Saccade vigor was higher during deliberation than after decision time. A, Velocity–amplitude relationship for a representative participant for saccades made during the 6 s decision period. Data were fit to a hyperbolic function, separately for nasal and temporal saccades. Saccades made before decision time (gray dots) appeared to have a greater velocity than those made after decision time (black dots). B, Distribution of saccade amplitudes suggested that there were four groups of saccades made during the decision period: from one stimulus to another (±18° saccades) and from center to one stimulus or back (±9° saccades). Gray lines represent probability density for each participant. Black line represents the across-subject values. Data were binned with step size of 1°. C, Velocity–amplitude data from an exemplar subject split by timing of saccade relative to the key press. The saccade amplitudes were binned with bin centers located at ±9° and ±18°, with bin width of 9°. Error bars represent SD. D, Across-subject data. The error bars represent SEM and are plotted for both amplitude and velocity. E, Across-subject values of amplitude and velocity for saccades made before and after decision time. Statistics refer to within-subject changes (*p < 0.05; ***p < 0.001). Error bars are SEM. F, Average saccade peak velocities for each subject before and after decision time. Error bars are SD. G, Distribution of within-subject change in vigor with respect to decision time. H, Within-subject measure of saccade vigor as a function of timing of saccade with respect to the key press. The number on each data point represents saccade index with respect to the key press. Error bars along the x- and y-axes are SEM. I, Within-subject measure of saccade vigor (solid lines) as a function of saccade timing with respect to start of the decision period (stimulus onset). The plot also shows cumulative probability of key press (dashed lines) for slow-decision and quick-decision trials. Error bars are SEM. J, Rate of change in vigor for each participant in the quick-decision and slow-decision trials. Error bars are SD.

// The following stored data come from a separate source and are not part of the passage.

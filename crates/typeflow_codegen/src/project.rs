//! Structural projection of selection shapes onto schema types.
//!
//! This is the load-bearing step of the pipeline: the projected field list
//! is a pure function of (field signature, selection shape), and the
//! generated result types contain exactly those fields. Anything outside
//! the schema — unknown fields, undeclared variables, empty selections —
//! is a generation-time error here, never a silent drop.

use typeflow_schema::{FieldDef, Schema, TypeDef, TypeRef};
use typeflow_syntax::{OperationDefinition, OperationKind, Selection};

use crate::CodegenError;

/// The projection of one operation document against the schema.
#[derive(Debug, Clone, PartialEq)]
pub struct OperationProjection {
    pub roots: Vec<RootSelection>,
}

/// One selected root field with its projected result shape.
#[derive(Debug, Clone, PartialEq)]
pub struct RootSelection {
    /// The root field definition from the schema graph.
    pub field: FieldDef,
    /// Projected result shape; `None` when the root field is scalar-typed.
    pub object: Option<ProjectedObject>,
}

/// The projection of a selection shape onto one object type.
#[derive(Debug, Clone, PartialEq)]
pub struct ProjectedObject {
    pub type_name: String,
    pub fields: Vec<ProjectedField>,
}

/// One projected field: name and type reference exactly as declared on
/// the schema type.
#[derive(Debug, Clone, PartialEq)]
pub struct ProjectedField {
    pub name: String,
    pub ty: TypeRef,
    /// Nested projection when this field is itself object-typed.
    pub object: Option<ProjectedObject>,
}

/// Projects an operation against the schema's root fields.
pub fn project_operation(
    schema: &Schema,
    op: &OperationDefinition,
) -> Result<OperationProjection, CodegenError> {
    let (root_name, root_fields) = match op.kind {
        OperationKind::Query => ("Query", &schema.query),
        OperationKind::Mutation => ("Mutation", &schema.mutation),
    };

    let declared: Vec<&str> = op.variables.iter().map(|v| v.name.as_str()).collect();

    let mut roots = Vec::new();
    for selection in &op.selection_set {
        let field = root_fields.get(&selection.name).ok_or_else(|| {
            CodegenError::UnknownRootField {
                root: root_name.to_string(),
                name: selection.name.clone(),
            }
        })?;

        check_arguments(field, selection, &declared)?;
        let object = project_result(schema, field, selection, &declared)?;
        roots.push(RootSelection {
            field: field.clone(),
            object,
        });
    }

    Ok(OperationProjection { roots })
}

/// Projects a selection shape onto the fields of `type_name`.
///
/// The result contains exactly the selected fields, in selection order,
/// with each field's type reference (and thus nullability) taken from the
/// schema type — fields(S) ∩ fields(T), with S ⊈ T rejected.
pub fn project_selection(
    schema: &Schema,
    type_name: &str,
    selections: &[Selection],
    declared_variables: &[&str],
) -> Result<ProjectedObject, CodegenError> {
    if selections.is_empty() {
        return Err(CodegenError::EmptySelection {
            type_name: type_name.to_string(),
        });
    }

    let Some(object) = schema.object(type_name) else {
        return Err(CodegenError::SelectionOnScalar {
            field: type_name.to_string(),
        });
    };

    let mut fields: Vec<ProjectedField> = Vec::new();
    for selection in selections {
        let field = object.fields.get(&selection.name).ok_or_else(|| {
            CodegenError::UnknownField {
                type_name: type_name.to_string(),
                field: selection.name.clone(),
            }
        })?;

        // A field selected twice projects once.
        if fields.iter().any(|f| f.name == selection.name) {
            continue;
        }

        check_arguments(field, selection, declared_variables)?;
        let nested = project_result(schema, field, selection, declared_variables)?;
        fields.push(ProjectedField {
            name: field.name.clone(),
            ty: field.ty.clone(),
            object: nested,
        });
    }

    Ok(ProjectedObject {
        type_name: type_name.to_string(),
        fields,
    })
}

/// Projects the result side of one selected field: object-typed fields
/// require a sub-selection, scalar and enum fields forbid one.
fn project_result(
    schema: &Schema,
    field: &FieldDef,
    selection: &Selection,
    declared_variables: &[&str],
) -> Result<Option<ProjectedObject>, CodegenError> {
    let result_type = field.ty.named_type();
    match schema.get_type(result_type) {
        Some(TypeDef::Object(_)) => {
            if selection.selection_set.is_empty() {
                return Err(CodegenError::EmptySelection {
                    type_name: result_type.to_string(),
                });
            }
            Ok(Some(project_selection(
                schema,
                result_type,
                &selection.selection_set,
                declared_variables,
            )?))
        }
        _ => {
            if !selection.selection_set.is_empty() {
                return Err(CodegenError::SelectionOnScalar {
                    field: field.name.clone(),
                });
            }
            Ok(None)
        }
    }
}

fn check_arguments(
    field: &FieldDef,
    selection: &Selection,
    declared_variables: &[&str],
) -> Result<(), CodegenError> {
    for arg in &selection.arguments {
        if !field.arguments.contains_key(&arg.name) {
            return Err(CodegenError::UnknownArgument {
                field: field.name.clone(),
                argument: arg.name.clone(),
            });
        }
        if let typeflow_syntax::Value::Variable(name) = &arg.value {
            if !declared_variables.contains(&name.as_str()) {
                return Err(CodegenError::UndeclaredVariable { name: name.clone() });
            }
        }
    }
    Ok(())
}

Because saccade velocity is a function of amplitude, the critical question was whether the higher velocities observed during the deliberation period were attributable to greater vigor or simply attributable to increased amplitude. To answer this question, we accounted for the effect of amplitude on velocity by fitting a hyperbolic function (Eq. 1) to the velocity-amplitude data of all saccades made by each participant (Fig. 2A, left) and then used the resulting fit to predict the expected saccade velocity at a given amplitude. The mean ± SD r values of fits to nasal and temporal saccades were 0.94 ± 0.03 and 0.95 ± 0.03.

For each saccade during the decision period, we measured its amplitude and computed the ratio of the measured velocity versus the expected velocity. This ratio, our proxy for a within-subject measure of saccade vigor, indicated whether the peak velocity of a given saccade was higher or lower than the expected velocity for that amplitude. For each saccade, we computed its vigor and then computed the average within-subject change in vigor from before decision time to after. We found that a significant number of subjects showed a drop in vigor after decision time (Fig. 2G; t(52) = 8.23, p < 10−10). Saccade vigor as a function of time relative to decision is plotted in Figure 2H, where we have numbered each saccade and plotted its timing with respect to key press. There was an ∼4% reduction in saccade vigor after decision time (within-subject comparison, t(52) = 5.97, p < 10−6).

In some trials, the participants took a relatively long time to make a decision, whereas in other trials, the decision was made quickly. For each participant, we computed the median decision time and then labeled each trial for that participant as quick decision or slow decision (decision times for quick and slow trials were 1.40 ± 0.35 and 2.31 ± 0.62 s, mean ± SD). When we plotted saccade vigor with respect to the onset of the decision period, we found that, in quick-decision trials, saccade vigor declined rapidly, whereas in slow-decision trials, saccade vigor declined gradually (Fig. 2I). We tested this difference in vigor as a function of saccade index with a repeated-measures ANOVA and found a significant group by saccade index interaction (Wilks' lambda = 0.604, F(5,46) = 6.041, p < 10−3). Indeed, a within-subject analysis revealed that the rate of decline in vigor was significantly steeper in quick-decision trials than slow-decision trials (Fig. 2J; within-subject t test, t(52) = 6.41, p < 10−7).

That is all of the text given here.